Мы нашли небольшой пруд неподалеку от конца упомянутой гряды камней. На берегу пруда два громадных монолита стояло торчмя, на подобие друидических камней. От этого места мы, наскоро сложив ограду из тюков и ящиков и нескольких травяных шалашей, образовали из них круг, внутри которого расположились лагерем и стали ждать, что будет.

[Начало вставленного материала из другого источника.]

// SPDX-License-Identifier: Apache-2.0
// Copyright 2025 itsakeyfut
//
// Licensed under the Apache License, Version 2.0 (the "License");
// you may not use this file except in compliance with the License.
// You may obtain a copy of the License at
//
//     http://www.apache.org/licenses/LICENSE-2.0
//
// Unless required by applicable law or agreed to in writing, software
// distributed under the License is distributed on an "AS IS" BASIS,
// WITHOUT WARRANTIES OR CONDITIONS OF ANY KIND, either express or implied.
// See the License for the specific language governing permissions and
// limitations under the License.

//! Integration tests for the full rasterization pipeline

mod pipeline;
mod properties;

use crate::core::fixed::Fixed;
use crate::core::gpu::Vertex;

/// Vertex at integer pixel coordinates with the given color and depth
fn vertex(x: i32, y: i32, rgb: (f32, f32, f32), z: f32) -> Vertex {
    Vertex::new(Fixed::from_int(x), Fixed::from_int(y))
        .with_depth(Fixed::from_f32(z))
        .with_color(
            Fixed::from_f32(rgb.0),
            Fixed::from_f32(rgb.1),
            Fixed::from_f32(rgb.2),
            Fixed::ONE,
        )
}

const RED: (f32, f32, f32) = (1.0, 0.0, 0.0);
const BLUE: (f32, f32, f32) = (0.0, 0.0, 1.0);
const WHITE: (f32, f32, f32) = (1.0, 1.0, 1.0);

Из лагеря нам видно было старое русло высохшего озера, тянувшееся на многие мили. На расстоянии полумили одна от другой расположены были деревушки, обнесенные оградами из молочайника. Свободное пространство между ними служило очевидно общим выгоном, на котором голодный скот обглодал траву вплотную. По дороге к лагерной стоянке одно стадо мы захватили с собой, но я велел сейчас выпустить его обратно в поле, потом позвал пленного монангуе и стад его допрашивать, с чего им вздумалось с нами воевать. Но он не мог — а может быть не хотел — ничего сказать. Мы одели его в лучшее платье и отослали домой, поручив сказать Мелиссе, что мы белокожие люди, друзья Стокса, что, у нас в караване немало носильщиков уасукумов, что ни с кем драться мы не желаем, а стремимся как можно скорее добраться до морского берега. Пленника проводили из лагеря и в расстоянии четверти мили от селения в утесах отпустили с миром. Он не возвращался, но в течение дня несколько раз делались попытки раздразнить нас, а в 4 часа пополудни с севера востока и юга разом показались три отдельных скопища, и не с добрыми намерениями. Тогда я распорядился выставить пушку.

Уасукумы подходили все ближе, но осторожно и, как мне показалось, нехотя. Впереди толпы, направлявшейся с юга, несколько человек все выскакивали вперед и прыгали саженях в полутораста от нас. Одного из них мы подстрелили на повал, и вслед за тем выстрелили из пушки в их сторону, выпустив до полутораста патронов за раз. Ни одного туземца даже не задели, но этого широко разлетевшегося выстрела и града пуль было достаточно: они бежали. Я послал один отряд на встречу толпе шедшей с востока, другой отряд направился пригрозить надвигавшимся [396] с севера, и уасукумы отступили по всей линии. Только одного воина у них убили во время этой демонстрации, в которой принимали участие вероятно 2.000 человек.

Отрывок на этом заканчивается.